Central Navajo Agency Council Agenda Shows Local Priorities, Calls for No-Confidence Vote on Regional Official
The Central Navajo Agency Council called for Edgerton Gene's removal Saturday, citing "abuse of office," while also pushing Black Mesa water and Many Farms housing onto the action list.

The Central Navajo Agency Council convened Saturday at Hard Rock Chapter and moved on a formal no-confidence motion against Edgerton Gene, a Senior Programs & Project Specialist in the Administrative Service Center's Division of Community Development, over what the agenda characterized as "abuse of office and egregious misconduct."
Resolution CNAC26-04-07 requested Gene's voluntary resignation and directed the Department of Personnel Management to consider removal procedures. The motion represents one of the more direct accountability actions to come out of a CNAC session, demonstrating how chapter councils are using these meetings to escalate demands that would otherwise move slowly through departmental channels.

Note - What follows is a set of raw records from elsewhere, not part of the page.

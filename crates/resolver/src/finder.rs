//! Workspace discovery under a detected monorepo root.

use crate::bulk::BulkResolver;
use crate::patterns::expand_workspace_patterns;
use monoenv_cache::{CacheConfig, CacheStats, TtlCache};
use monoenv_core::Workspace;
use monoenv_providers::MonorepoProvider;
use std::collections::HashSet;
use std::path::{Path, PathBuf};

/// Rank assigned to workspace types absent from the provider's priority list;
/// they sort after every listed type.
const UNLISTED_TYPE_RANK: usize = 999;

/// Expands a provider's workspace patterns into validated, ordered
/// [`Workspace`] records.
#[derive(Debug)]
pub struct WorkspaceFinder {
    cache: TtlCache<Vec<Workspace>>,
    bulk: BulkResolver,
}

impl WorkspaceFinder {
    /// Creates a finder whose cache uses the given bounds.
    #[must_use]
    pub fn new(cache_config: CacheConfig) -> Self {
        Self {
            cache: TtlCache::new(cache_config),
            bulk: BulkResolver::new(),
        }
    }

    /// Discovers the workspaces of `provider` under `root`.
    ///
    /// Glob patterns (refined with `detection_metadata` when the provider
    /// supports it) are expanded against the filesystem; each candidate
    /// directory is validated by depth and by the presence of one of the
    /// provider's package-manager marker files, deduplicated by path, and
    /// sorted by the provider's type priority, then by name. The final list
    /// is cached at the provider's TTL.
    pub fn find_workspaces(
        &mut self,
        root: &Path,
        provider: &dyn MonorepoProvider,
        detection_metadata: Option<&serde_json::Value>,
    ) -> Vec<Workspace> {
        let patterns = provider.dynamic_workspace_patterns(detection_metadata);
        if patterns.is_empty() {
            return Vec::new();
        }

        let key = format!("workspaces:{}:{}", provider.name(), root.display());
        if let Some(cached) = self.cache.get(&key) {
            return cached.clone();
        }

        let candidates = expand_workspace_patterns(root, &patterns, provider.max_depth());
        let markers = provider.package_managers();
        let marker_paths: Vec<PathBuf> = candidates
            .iter()
            .flat_map(|dir| markers.iter().map(|marker| dir.join(marker)))
            .collect();
        let existence = self.bulk.batch_file_exists(&marker_paths);

        let mut seen = HashSet::new();
        let mut workspaces = Vec::new();
        for dir in candidates {
            if !seen.insert(dir.clone()) {
                continue;
            }
            let Some(mut workspace) = Workspace::from_root(root, dir, provider.name()) else {
                continue;
            };
            if workspace.depth > provider.max_depth() {
                tracing::trace!(
                    path = %workspace.path.display(),
                    depth = workspace.depth,
                    "workspace exceeds provider depth limit"
                );
                continue;
            }
            let has_marker = markers
                .iter()
                .any(|marker| existence.get(&workspace.path.join(marker)) == Some(&true));
            if !has_marker {
                tracing::debug!(
                    path = %workspace.path.display(),
                    "skipping directory without package-manager marker"
                );
                continue;
            }
            workspace.has_package_manager = true;
            workspaces.push(workspace);
        }

        let type_priority = provider.workspace_type_priority();
        workspaces.sort_by(|a, b| {
            type_rank(&type_priority, &a.ws_type)
                .cmp(&type_rank(&type_priority, &b.ws_type))
                .then_with(|| a.name.cmp(&b.name))
        });

        tracing::debug!(
            root = %root.display(),
            provider = provider.name(),
            count = workspaces.len(),
            "workspaces discovered"
        );
        self.cache
            .set_with_ttl(key, workspaces.clone(), provider.cache_ttl());
        workspaces
    }

    /// Workspace-list cache counters.
    #[must_use]
    pub fn cache_stats(&self) -> CacheStats {
        self.cache.stats()
    }

    /// Drops all cached workspace lists and existence results.
    pub fn clear_cache(&mut self) {
        self.cache.clear();
        self.bulk.clear_cache();
    }
}

fn type_rank(priority: &[String], ws_type: &str) -> usize {
    priority
        .iter()
        .position(|t| t == ws_type)
        .unwrap_or(UNLISTED_TYPE_RANK)
}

The April 4 session, which opened at 9:00 a.m., packed several substantive items alongside the disciplinary motion. Resolution CNAC26-04-01 sought coordinated support for watershed restoration on Black Mesa, drawing in the Bureau of Indian Affairs, Navajo Nation Fish and Wildlife, and the Nation's Department of Water Resources to address erosion, flooding, and water security concerns that affect communities relying on the mesa's watershed.
Substandard living conditions at Many Farms Navajo Housing Authority units came forward as CNAC26-04-08, putting housing quality squarely on the council's action list. The resolution pushed for formal measures to address what residents in that community have described as deteriorating housing stock.
The council also reached toward a larger institutional question. Resolution CNAC26-04-02 called on the Office of Government Development to conduct a nation-wide referendum asking citizens whether to retain the Navajo Nation's current government structure or pursue structural reforms. That the proposal originated at the chapter-council level signals that debates over institutional organization remain unresolved, with Apache County chapters in the Central Navajo Agency tracking both immediate service delivery and longer-range governance questions at the same time.
The no-confidence motion against Gene now moves to departmental leadership, where it could prompt a personnel review, interdepartmental responses, or escalation to the Nation's executive leadership.